‘Revenge travel’ is the phenomenon that could bring back tourism with a bang

‘Revenge travel’ is the phenomenon that could bring back tourism with a bang

The concept of “revenge spending” emerged in China in the 1980s with descriptions of burgeoning consumer demand following the poverty of the Cultural Revolution. In the past few months, researchers have reapplied it to the resurgent spending on luxury goods, as strict stay-at-home orders eased across China. In April, for example, a single Hermès store raked in $2.7 million in one day in Guangzhou, a sign of how the wealthy have responded to their quarantine blues.

Revenge travel is a riff on the same notion. As with the retail sector, travel analysts now carefully watch Chinese consumer sentiment and spending since tourism restarted there. In May, a report by McKinsey & Company found Chinese confidence in domestic travel had risen by 60 percent from its shutdown lows, as much of the country reopened. Travelers have opted to stay close to home and go by car instead of flying. Reduced capacity, mandatory masks, and more stringent sanitation routines are a few ways tourist sites and hotels in China have sought to lure still-hesitant travellers, according to the McKinsey report.

In the past several months, such dynamics have played out in the Australian domestic market as well.

Here in Australia, demand has similarly increased for driving-distance and rural getaways, with attractions and lodging properties placing a greater emphasis on cleanliness. The recent increase in bookings and even caravan purchase and rental looks like the first phase of this rebound.

Experts think China provides helpful clues as to how other countries may recover. “[Chinese] domestic travel — both for business and leisure — has bounced back as airline passengers are back to around 60 to 70 percent of pre-crisis levels,” said Steve Saxon, a Shenzhen-based partner at McKinsey, in a statement to The Washington Post. June also saw a few promising signs in U.S. air travel, which remains an extraordinarily precarious business. “This is significantly driven by people being comfortable with traveling and the perception that there may be a low risk of infection when flying.”

When coronavirus cases rise, the demand for travel also seems to fall, he observed, referencing how the mid-June outbreak in Beijing had caused more than 1,000 cancelled flights in the Chinese capital. “China and the U.S. are at different stages of travel recovery,” Saxon cautioned, noting the U.S. still has a significant number of cases in contrast. “This eliminates much of the discretionary demand for travel.”

The desire to travel has only intensified

Worsening outbreaks throughout parts of Australia make it almost impossible to issue predictions as to when the local tourism market might recover to pre-coronavirus levels of demand. Airline executives believe it’ll take an effective vaccine. But present demand and a desire to travel in the future are not one and the same. Consumer sentiment research shows the pandemic has hardly hampered travellers’ desire of getting away, even if booking behaviour has shifted to favour flexibility and last-minute planning.

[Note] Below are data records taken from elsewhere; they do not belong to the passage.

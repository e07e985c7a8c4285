//! Direct-mode ("roll and scroll") sessions against a GT.M / YottaDB runtime.
//!
//! The session speaks over plain pipes. Every command is followed by a
//! `WRITE` of a unique marker line; reading up to that marker tells us the
//! command returned, while end-of-stream before the marker means the backend
//! halted the process. Everything the backend prints is appended to the
//! session log.
use super::{Completion, ConnectError, Connector, Session, SessionError, SessionId};
use regex::Regex;
use std::ffi::OsString;
use std::fs::{File, OpenOptions};
use std::io::{BufRead, BufReader, ErrorKind, Write};
use std::path::{Path, PathBuf};
use std::process::{Child, ChildStdin, ChildStdout, Command, Stdio};
use std::sync::OnceLock;
use std::thread;
use std::time::{Duration, Instant};

/// Environment marker naming the GT.M distribution directory.
pub const GTM_DIST_ENV: &str = "gtm_dist";

const MUMPS_EXECUTABLE: &str = "mumps";
const DIRECT_MODE_ARG: &str = "-direct";
const READY_PROBE: &str = "W $ZVERSION";

/// How long a dropped session's process gets to exit on its own.
const EXIT_GRACE: Duration = Duration::from_secs(2);
const EXIT_POLL: Duration = Duration::from_millis(25);

/// Executable and arguments that start a direct-mode session.
#[derive(Debug, Clone, PartialEq, Eq)]
pub struct BackendCommand {
    pub program: PathBuf,
    pub args: Vec<String>,
}

impl BackendCommand {
    /// Decide how to start the backend.
    ///
    /// An explicit command line wins; otherwise `$gtm_dist/mumps -direct` is
    /// used, which requires `gtm_dist` to name an existing distribution.
    pub fn resolve(
        command_override: Option<&str>,
        gtm_dist: Option<OsString>,
    ) -> Result<Self, ConnectError> {
        if !cfg!(unix) {
            return Err(ConnectError::Environment(
                "direct-mode sessions require a Unix host".to_string(),
            ));
        }

        if let Some(command) = command_override {
            let mut words = shell_words::split(command).map_err(|err| {
                ConnectError::Environment(format!("parse backend command {command:?}: {err}"))
            })?;
            if words.is_empty() {
                return Err(ConnectError::Environment(
                    "backend command is empty".to_string(),
                ));
            }
            let name = words.remove(0);
            let program = which::which(&name).map_err(|err| {
                ConnectError::Environment(format!("backend executable {name}: {err}"))
            })?;
            return Ok(Self {
                program,
                args: words,
            });
        }

        let dist = gtm_dist
            .filter(|value| !value.is_empty())
            .ok_or_else(|| ConnectError::Environment(format!("{GTM_DIST_ENV} is not set")))?;
        let program = PathBuf::from(dist).join(MUMPS_EXECUTABLE);
        if !program.is_file() {
            return Err(ConnectError::Environment(format!(
                "{} not found (check {GTM_DIST_ENV})",
                program.display()
            )));
        }
        Ok(Self {
            program,
            args: vec![DIRECT_MODE_ARG.to_string()],
        })
    }

    pub fn display(&self) -> String {
        let mut words = vec![self.program.display().to_string()];
        words.extend(self.args.iter().cloned());
        shell_words::join(words)
    }
}

/// Opens direct-mode sessions, numbering them in connect order.
#[derive(Debug, Default)]
pub struct MumpsConnector {
    command_override: Option<String>,
    connects: u64,
}

impl MumpsConnector {
    pub fn new(command_override: Option<String>) -> Self {
        Self {
            command_override,
            connects: 0,
        }
    }
}

impl Connector for MumpsConnector {
    type Session = MumpsSession;

    fn connect(&mut self, log: &Path) -> Result<MumpsSession, ConnectError> {
        let command = BackendCommand::resolve(
            self.command_override.as_deref(),
            std::env::var_os(GTM_DIST_ENV),
        )?;

        let log_error = |source| ConnectError::Log {
            path: log.to_path_buf(),
            source,
        };
        let transcript = OpenOptions::new()
            .create(true)
            .append(true)
            .open(log)
            .map_err(log_error)?;
        let child_stderr = transcript.try_clone().map_err(log_error)?;

        self.connects += 1;
        let id = SessionId(self.connects);
        tracing::debug!(session = %id, command = %command.display(), "spawning backend");

        let mut child = Command::new(&command.program)
            .args(&command.args)
            .stdin(Stdio::piped())
            .stdout(Stdio::piped())
            .stderr(Stdio::from(child_stderr))
            .spawn()
            .map_err(|source| ConnectError::Spawn {
                program: command.program.display().to_string(),
                source,
            })?;
        let stdin = child.stdin.take();
        let stdout = child.stdout.take();

        let mut session = MumpsSession {
            id,
            child,
            stdin,
            stdout: stdout.map(BufReader::new),
            transcript,
            markers: 0,
            halted: false,
        };
        session.note(&format!("session {id} connected: {}", command.display()));

        match session.execute(READY_PROBE, "ready probe") {
            Ok(Completion::Returned) => Ok(session),
            Ok(Completion::Halted) => Err(ConnectError::NotReady(SessionError::Closed)),
            Err(err) => Err(ConnectError::NotReady(err)),
        }
    }
}

/// One live direct-mode process.
///
/// Dropping the session closes its pipes and reaps the process; a backend
/// still running after `EXIT_GRACE` is killed.
pub struct MumpsSession {
    id: SessionId,
    child: Child,
    stdin: Option<ChildStdin>,
    stdout: Option<BufReader<ChildStdout>>,
    transcript: File,
    markers: u64,
    halted: bool,
}

impl Session for MumpsSession {
    fn id(&self) -> SessionId {
        self.id
    }
}

impl MumpsSession {
    /// Issue one command line and wait for it to finish.
    ///
    /// `label` is what the transcript records in place of the command, so
    /// credentials in arguments stay out of the log.
    pub fn execute(&mut self, command: &str, label: &str) -> Result<Completion, SessionError> {
        if self.halted {
            return Err(SessionError::Closed);
        }
        self.markers += 1;
        let marker = format!("<<vprovision:{}:{}>>", self.id.0, self.markers);
        self.note(&format!("> {label}"));

        let request = format!("{command}\nW !,\"{marker}\",!\n");
        let written = match self.stdin.as_mut() {
            Some(stdin) => stdin
                .write_all(request.as_bytes())
                .and_then(|()| stdin.flush()),
            None => return Err(SessionError::Closed),
        };
        if let Err(err) = written {
            if err.kind() == ErrorKind::BrokenPipe {
                self.mark_halted();
                return Err(SessionError::Closed);
            }
            return Err(SessionError::Io(err));
        }

        let mut backend_error = None;
        let mut line = String::new();
        loop {
            line.clear();
            let read = match self.stdout.as_mut() {
                Some(stdout) => stdout.read_line(&mut line)?,
                None => 0,
            };
            if read == 0 {
                self.mark_halted();
                // A halt only counts as completion when nothing failed first.
                return match backend_error {
                    Some(message) => Err(SessionError::Backend(message)),
                    None => Ok(Completion::Halted),
                };
            }
            let text = line.trim_end_matches(['\r', '\n']);
            // Transcript loss is not worth failing a provisioning step over.
            let _ = writeln!(self.transcript, "{text}");
            if text.ends_with(&marker) {
                break;
            }
            if backend_error.is_none() && is_backend_error(text) {
                backend_error = Some(text.trim().to_string());
            }
        }

        match backend_error {
            Some(message) => Err(SessionError::Backend(message)),
            None => Ok(Completion::Returned),
        }
    }

    fn mark_halted(&mut self) {
        self.halted = true;
        self.stdin = None;
        self.note(&format!("session {} halted", self.id));
    }

    fn note(&mut self, text: &str) {
        let _ = writeln!(self.transcript, "## {text}");
    }
}

impl Drop for MumpsSession {
    fn drop(&mut self) {
        self.stdin = None;
        self.stdout = None;
        let started = Instant::now();
        loop {
            match self.child.try_wait() {
                Ok(Some(status)) => {
                    tracing::debug!(session = %self.id, %status, "backend exited");
                    return;
                }
                Ok(None) if started.elapsed() < EXIT_GRACE => thread::sleep(EXIT_POLL),
                Ok(None) => {
                    tracing::warn!(
                        session = %self.id,
                        grace_ms = EXIT_GRACE.as_millis() as u64,
                        "backend ignored end of input, killing"
                    );
                    self.note(&format!("session {} killed after input closed", self.id));
                    let _ = self.child.kill();
                    let _ = self.child.wait();
                    return;
                }
                Err(err) => {
                    tracing::warn!(session = %self.id, error = %err, "reap backend");
                    return;
                }
            }
        }
    }
}

/// Whether a line of direct-mode output reports an error or fatal condition.
pub fn is_backend_error(line: &str) -> bool {
    static PATTERN: OnceLock<Regex> = OnceLock::new();
    PATTERN
        .get_or_init(|| Regex::new(r"^\s*%(?:GTM|YDB)-[EF]-").expect("regex for backend errors"))
        .is_match(line)
}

A survey of 2,500 travellers in early May found the desire to travel had only increased as the crisis deepened. The results indicate travellers from the hardest-hit areas were the most eager to travel within the following four months. Beyond concerns with public health risks, the poll discovered that wanting to connect with distant loved ones and a change of scenery were key factors motivating leisure travellers. A craving for different surroundings was strongest among those in regions with the most severe coronavirus outbreaks.

In this vein, it seems the pandemic is not changing our motivations as much as it’s causing each of us to prioritize them differently. Or as one of the leading researchers on tourist behaviour and psychology phrases it: “The covid-19 situation has stripped the motivational profile to its basic elements,” wrote Philip Pearce, foundation professor of tourism at James Cook University in Australia.

The pandemic has put a new spin on some of the core reasons we travel, Pearce explains. Take the motivation to relax and escape, which he has defined in his research. “Usually this motive is to forget or leave work stresses,” he wrote. “Now it is about leaving the stresses of the lived-in community and house/apartment life to be in another place where worrying about the problem of the pandemic is less pressing.”

Fast forward to a world when pandemic concerns are far less pressing and it’s socially acceptable to plan ambitious trips: Where might the revenge travel hot spots emerge? Right now it’s an open-ended question, but experts are forming theories.

If you track what people are saying online, driving destinations and domestic journeys look primed for a much quicker recovery than international travel.

When international travel does return, some believe a “corona hangover” may leave typically overcrowded destinations that suffered from over tourism before the pandemic with fewer visitors.